→ DIRECTIONS: The lines from the start of the data through the line containing "a FROM list." are to be reproduced exactly, both ends included.

Stored dataset items
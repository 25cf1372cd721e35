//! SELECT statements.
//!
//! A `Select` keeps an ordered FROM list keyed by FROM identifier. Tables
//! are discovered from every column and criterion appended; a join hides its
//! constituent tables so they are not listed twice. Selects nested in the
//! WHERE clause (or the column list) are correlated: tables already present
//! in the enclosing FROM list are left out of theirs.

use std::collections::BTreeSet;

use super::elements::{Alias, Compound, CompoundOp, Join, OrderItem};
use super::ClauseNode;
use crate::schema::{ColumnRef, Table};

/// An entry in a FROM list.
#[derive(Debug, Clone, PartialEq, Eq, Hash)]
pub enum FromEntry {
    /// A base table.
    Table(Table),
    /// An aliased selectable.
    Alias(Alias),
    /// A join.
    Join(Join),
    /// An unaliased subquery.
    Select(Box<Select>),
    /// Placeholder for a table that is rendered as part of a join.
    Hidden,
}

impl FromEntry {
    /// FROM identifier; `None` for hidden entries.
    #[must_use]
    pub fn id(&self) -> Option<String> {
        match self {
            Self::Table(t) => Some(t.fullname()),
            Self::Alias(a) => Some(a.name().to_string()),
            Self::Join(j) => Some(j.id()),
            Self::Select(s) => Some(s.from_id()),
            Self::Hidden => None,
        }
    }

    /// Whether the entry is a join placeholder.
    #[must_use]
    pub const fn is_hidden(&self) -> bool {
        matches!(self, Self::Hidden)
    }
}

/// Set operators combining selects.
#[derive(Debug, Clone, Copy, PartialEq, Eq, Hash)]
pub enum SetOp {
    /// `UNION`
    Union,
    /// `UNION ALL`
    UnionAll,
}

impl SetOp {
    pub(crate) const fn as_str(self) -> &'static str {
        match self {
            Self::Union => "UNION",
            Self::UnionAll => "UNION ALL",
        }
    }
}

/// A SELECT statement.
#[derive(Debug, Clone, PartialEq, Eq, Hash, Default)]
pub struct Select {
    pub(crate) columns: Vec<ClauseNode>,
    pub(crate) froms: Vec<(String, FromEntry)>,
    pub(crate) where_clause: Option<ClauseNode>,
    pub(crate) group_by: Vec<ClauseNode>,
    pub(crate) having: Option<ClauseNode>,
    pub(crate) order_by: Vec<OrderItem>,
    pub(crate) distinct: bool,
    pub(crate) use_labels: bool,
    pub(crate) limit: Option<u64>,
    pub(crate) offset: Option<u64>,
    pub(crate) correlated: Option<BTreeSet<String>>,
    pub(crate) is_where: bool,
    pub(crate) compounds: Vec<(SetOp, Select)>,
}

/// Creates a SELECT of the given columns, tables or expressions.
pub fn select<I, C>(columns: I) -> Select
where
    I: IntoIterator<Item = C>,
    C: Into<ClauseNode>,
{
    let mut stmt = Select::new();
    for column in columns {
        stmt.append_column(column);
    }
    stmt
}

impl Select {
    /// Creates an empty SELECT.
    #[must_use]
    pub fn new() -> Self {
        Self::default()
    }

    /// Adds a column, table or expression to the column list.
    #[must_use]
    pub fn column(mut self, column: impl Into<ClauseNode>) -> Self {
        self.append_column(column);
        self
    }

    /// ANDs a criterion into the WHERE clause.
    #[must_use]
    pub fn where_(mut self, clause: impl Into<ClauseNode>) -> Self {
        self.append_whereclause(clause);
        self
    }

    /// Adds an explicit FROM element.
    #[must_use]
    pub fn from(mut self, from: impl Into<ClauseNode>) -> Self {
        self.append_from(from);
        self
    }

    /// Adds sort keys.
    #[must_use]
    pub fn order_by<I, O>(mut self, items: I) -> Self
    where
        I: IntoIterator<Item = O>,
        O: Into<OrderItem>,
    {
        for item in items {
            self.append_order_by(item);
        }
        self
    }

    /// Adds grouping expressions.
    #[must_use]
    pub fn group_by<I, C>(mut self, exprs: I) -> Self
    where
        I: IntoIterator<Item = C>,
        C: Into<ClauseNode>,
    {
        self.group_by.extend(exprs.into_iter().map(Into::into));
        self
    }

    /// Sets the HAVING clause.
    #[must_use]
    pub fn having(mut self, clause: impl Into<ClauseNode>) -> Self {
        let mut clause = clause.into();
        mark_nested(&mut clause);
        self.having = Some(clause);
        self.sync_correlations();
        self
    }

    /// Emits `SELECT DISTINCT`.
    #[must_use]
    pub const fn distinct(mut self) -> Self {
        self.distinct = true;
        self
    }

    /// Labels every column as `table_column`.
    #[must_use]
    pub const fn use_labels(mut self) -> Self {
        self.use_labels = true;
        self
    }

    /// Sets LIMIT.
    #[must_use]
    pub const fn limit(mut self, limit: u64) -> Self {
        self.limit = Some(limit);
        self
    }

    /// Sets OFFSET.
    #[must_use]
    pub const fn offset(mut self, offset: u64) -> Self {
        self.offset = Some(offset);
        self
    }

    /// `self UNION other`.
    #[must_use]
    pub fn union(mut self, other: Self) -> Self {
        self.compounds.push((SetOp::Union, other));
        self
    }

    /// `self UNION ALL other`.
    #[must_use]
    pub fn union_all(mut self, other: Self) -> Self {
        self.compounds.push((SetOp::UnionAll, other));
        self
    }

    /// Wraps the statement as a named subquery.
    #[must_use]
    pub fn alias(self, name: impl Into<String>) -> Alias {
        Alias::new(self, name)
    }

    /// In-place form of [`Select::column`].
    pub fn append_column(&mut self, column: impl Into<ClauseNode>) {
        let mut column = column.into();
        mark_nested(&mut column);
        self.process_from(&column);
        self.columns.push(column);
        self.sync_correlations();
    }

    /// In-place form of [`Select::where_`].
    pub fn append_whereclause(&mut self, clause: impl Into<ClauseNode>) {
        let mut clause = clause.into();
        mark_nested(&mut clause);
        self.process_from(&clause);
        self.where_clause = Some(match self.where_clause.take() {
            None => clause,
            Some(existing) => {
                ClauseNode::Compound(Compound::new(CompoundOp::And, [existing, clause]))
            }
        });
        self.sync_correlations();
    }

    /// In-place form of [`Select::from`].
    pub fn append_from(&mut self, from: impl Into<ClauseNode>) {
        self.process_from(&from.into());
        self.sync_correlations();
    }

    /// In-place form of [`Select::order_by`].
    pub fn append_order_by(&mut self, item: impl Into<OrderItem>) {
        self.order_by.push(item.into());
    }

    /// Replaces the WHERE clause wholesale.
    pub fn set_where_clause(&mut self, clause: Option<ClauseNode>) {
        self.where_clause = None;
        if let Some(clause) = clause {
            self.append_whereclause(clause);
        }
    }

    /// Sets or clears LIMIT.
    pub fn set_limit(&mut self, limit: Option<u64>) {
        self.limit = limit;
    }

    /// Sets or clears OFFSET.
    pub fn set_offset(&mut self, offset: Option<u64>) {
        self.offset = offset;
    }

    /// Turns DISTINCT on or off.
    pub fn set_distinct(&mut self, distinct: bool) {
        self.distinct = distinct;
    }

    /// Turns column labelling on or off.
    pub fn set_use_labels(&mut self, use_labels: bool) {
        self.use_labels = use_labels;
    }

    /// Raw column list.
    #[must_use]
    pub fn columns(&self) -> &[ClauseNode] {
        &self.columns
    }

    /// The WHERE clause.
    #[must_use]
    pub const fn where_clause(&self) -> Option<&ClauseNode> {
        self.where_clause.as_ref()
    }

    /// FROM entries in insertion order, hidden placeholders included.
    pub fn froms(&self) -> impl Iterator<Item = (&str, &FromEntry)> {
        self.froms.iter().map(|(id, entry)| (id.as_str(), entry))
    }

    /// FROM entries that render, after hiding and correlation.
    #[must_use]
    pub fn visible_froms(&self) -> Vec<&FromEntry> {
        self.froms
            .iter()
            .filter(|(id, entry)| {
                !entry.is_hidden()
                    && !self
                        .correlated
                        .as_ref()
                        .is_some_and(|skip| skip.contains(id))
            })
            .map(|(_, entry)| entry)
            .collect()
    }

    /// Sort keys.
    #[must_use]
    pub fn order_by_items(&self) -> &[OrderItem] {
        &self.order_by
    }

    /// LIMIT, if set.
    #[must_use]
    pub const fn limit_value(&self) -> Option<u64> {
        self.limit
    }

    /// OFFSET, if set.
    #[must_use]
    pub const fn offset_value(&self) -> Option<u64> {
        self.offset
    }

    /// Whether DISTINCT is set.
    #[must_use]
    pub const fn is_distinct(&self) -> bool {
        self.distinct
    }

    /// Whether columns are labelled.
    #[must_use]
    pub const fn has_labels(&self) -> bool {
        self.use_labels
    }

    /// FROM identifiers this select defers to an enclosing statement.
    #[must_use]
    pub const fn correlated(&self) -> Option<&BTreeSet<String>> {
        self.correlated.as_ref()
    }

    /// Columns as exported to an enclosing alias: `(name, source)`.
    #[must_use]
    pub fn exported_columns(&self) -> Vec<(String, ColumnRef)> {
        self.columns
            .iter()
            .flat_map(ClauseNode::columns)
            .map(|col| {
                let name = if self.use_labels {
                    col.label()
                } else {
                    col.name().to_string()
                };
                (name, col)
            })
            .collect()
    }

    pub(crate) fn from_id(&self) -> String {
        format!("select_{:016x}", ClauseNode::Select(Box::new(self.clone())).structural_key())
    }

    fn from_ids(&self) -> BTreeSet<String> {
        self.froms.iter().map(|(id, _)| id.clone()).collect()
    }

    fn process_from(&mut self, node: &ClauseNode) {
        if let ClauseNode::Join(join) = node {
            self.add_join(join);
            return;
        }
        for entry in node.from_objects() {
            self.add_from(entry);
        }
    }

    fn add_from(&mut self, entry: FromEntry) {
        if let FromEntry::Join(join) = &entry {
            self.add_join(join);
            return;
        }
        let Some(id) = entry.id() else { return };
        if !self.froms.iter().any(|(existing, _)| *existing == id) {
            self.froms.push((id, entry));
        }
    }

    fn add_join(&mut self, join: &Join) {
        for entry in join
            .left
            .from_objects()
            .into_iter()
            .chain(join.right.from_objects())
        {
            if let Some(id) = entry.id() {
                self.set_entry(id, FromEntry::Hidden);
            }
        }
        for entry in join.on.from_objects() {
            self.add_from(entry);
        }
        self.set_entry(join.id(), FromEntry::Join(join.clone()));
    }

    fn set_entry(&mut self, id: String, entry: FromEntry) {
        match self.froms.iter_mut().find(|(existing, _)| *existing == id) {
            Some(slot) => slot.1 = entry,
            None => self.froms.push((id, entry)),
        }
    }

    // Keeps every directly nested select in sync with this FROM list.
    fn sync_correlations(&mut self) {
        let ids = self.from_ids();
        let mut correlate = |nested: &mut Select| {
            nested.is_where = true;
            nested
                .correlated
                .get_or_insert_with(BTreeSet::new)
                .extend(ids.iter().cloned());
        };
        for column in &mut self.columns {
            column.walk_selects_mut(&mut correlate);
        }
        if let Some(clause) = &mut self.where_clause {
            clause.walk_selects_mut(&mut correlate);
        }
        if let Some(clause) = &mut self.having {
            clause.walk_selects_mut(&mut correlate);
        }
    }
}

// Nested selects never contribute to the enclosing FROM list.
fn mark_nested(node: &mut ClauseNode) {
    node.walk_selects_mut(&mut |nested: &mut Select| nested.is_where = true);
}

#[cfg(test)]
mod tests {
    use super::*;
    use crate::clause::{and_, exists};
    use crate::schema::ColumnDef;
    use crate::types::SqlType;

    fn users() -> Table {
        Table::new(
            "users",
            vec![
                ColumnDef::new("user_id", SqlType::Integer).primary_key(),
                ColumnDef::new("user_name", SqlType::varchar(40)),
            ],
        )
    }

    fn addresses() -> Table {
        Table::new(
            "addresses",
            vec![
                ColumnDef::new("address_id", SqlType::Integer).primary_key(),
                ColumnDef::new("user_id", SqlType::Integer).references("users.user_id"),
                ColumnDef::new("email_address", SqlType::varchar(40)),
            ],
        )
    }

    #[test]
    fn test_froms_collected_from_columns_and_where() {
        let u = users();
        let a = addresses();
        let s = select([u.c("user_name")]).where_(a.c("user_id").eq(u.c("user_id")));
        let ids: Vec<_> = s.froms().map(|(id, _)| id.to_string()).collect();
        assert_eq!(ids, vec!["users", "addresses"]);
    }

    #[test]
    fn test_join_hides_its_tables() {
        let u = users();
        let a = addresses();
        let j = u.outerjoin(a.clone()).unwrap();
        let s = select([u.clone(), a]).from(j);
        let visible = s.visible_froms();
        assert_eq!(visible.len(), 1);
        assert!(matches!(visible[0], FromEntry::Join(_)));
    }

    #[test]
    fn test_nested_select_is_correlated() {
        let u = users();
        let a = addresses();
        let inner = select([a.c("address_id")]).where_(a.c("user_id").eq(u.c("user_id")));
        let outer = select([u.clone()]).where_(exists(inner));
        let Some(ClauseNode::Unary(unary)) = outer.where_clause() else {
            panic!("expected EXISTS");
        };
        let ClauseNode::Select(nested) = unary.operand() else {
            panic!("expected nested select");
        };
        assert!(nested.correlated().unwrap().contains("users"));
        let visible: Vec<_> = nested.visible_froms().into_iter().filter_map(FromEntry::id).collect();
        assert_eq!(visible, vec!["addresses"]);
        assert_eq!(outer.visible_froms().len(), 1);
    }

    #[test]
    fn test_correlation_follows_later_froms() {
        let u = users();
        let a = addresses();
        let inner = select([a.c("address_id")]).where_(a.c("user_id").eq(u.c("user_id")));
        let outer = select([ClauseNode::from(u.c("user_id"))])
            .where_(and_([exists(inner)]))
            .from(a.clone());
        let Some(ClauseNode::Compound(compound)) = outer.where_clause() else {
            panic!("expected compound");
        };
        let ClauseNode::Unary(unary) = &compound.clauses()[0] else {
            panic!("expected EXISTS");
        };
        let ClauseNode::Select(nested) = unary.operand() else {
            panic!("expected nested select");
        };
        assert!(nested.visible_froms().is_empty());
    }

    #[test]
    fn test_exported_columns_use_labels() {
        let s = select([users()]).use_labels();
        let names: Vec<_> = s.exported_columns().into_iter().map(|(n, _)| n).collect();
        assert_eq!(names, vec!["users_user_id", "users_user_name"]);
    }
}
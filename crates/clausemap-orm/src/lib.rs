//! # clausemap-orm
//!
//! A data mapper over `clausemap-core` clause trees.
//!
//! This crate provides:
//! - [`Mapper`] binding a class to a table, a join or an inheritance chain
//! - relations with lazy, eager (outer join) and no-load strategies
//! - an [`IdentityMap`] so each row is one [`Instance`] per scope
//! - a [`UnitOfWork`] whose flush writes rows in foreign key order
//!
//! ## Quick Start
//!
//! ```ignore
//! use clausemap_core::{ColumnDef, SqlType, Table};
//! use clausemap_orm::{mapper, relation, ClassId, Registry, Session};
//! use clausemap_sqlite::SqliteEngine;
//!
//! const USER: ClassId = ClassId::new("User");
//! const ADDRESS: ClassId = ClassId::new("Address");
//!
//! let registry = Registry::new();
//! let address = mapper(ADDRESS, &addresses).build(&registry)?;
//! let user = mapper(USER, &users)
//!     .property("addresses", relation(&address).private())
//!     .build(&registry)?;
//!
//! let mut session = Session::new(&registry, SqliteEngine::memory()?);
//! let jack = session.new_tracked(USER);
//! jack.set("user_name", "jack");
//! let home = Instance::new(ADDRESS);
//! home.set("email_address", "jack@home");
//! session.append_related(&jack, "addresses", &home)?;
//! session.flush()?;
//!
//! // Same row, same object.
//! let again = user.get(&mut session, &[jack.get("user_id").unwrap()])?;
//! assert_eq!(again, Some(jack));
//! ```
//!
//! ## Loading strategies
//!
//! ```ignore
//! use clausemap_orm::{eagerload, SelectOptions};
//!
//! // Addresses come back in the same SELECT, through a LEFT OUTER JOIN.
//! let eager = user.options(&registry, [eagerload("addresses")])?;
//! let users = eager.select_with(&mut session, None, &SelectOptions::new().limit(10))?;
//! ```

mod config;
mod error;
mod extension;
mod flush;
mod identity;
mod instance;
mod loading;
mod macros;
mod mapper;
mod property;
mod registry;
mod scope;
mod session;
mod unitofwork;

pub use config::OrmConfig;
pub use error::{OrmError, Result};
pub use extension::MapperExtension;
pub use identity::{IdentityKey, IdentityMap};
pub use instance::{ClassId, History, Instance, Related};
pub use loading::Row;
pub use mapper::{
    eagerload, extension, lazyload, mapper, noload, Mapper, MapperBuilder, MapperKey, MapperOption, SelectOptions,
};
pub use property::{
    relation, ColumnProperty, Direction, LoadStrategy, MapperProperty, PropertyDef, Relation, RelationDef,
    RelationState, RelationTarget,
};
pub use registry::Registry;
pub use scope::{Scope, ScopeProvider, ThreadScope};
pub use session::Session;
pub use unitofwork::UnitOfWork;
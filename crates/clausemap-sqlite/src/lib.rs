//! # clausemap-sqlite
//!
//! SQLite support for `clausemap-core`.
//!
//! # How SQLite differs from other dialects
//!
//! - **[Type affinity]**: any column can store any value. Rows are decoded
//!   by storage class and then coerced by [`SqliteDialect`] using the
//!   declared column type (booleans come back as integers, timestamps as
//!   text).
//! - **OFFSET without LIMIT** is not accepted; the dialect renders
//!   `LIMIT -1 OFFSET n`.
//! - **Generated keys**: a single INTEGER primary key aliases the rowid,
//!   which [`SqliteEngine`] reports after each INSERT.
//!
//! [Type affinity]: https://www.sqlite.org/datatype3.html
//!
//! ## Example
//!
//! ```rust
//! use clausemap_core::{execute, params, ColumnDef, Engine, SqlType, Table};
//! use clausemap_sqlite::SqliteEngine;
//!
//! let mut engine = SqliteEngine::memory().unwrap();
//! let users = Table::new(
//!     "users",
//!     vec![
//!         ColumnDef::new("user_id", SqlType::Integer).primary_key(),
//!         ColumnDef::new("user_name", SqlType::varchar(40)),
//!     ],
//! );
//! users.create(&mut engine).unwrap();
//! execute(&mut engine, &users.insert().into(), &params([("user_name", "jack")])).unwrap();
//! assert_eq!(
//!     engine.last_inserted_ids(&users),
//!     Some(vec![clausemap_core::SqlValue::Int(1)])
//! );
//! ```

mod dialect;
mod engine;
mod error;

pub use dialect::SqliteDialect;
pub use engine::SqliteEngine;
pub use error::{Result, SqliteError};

→ WRITTEN RESPONSE:
repository 25cf1372cd721e35
//! SELECT statements.
//!
//! A `Select` keeps an ordered FROM list keyed by FROM identifier. Tables
//! are discovered from every column and criterion appended; a join hides its
//! constituent tables so they are not listed twice. Selects nested in the
//! WHERE clause (or the column list) are correlated: tables already present
//! in the enclosing FROM list are left out of theirs.

use std::collections::BTreeSet;

use super::elements::{Alias, Compound, CompoundOp, Join, OrderItem};
use super::ClauseNode;
use crate::schema::{ColumnRef, Table};

/// An entry in a FROM list.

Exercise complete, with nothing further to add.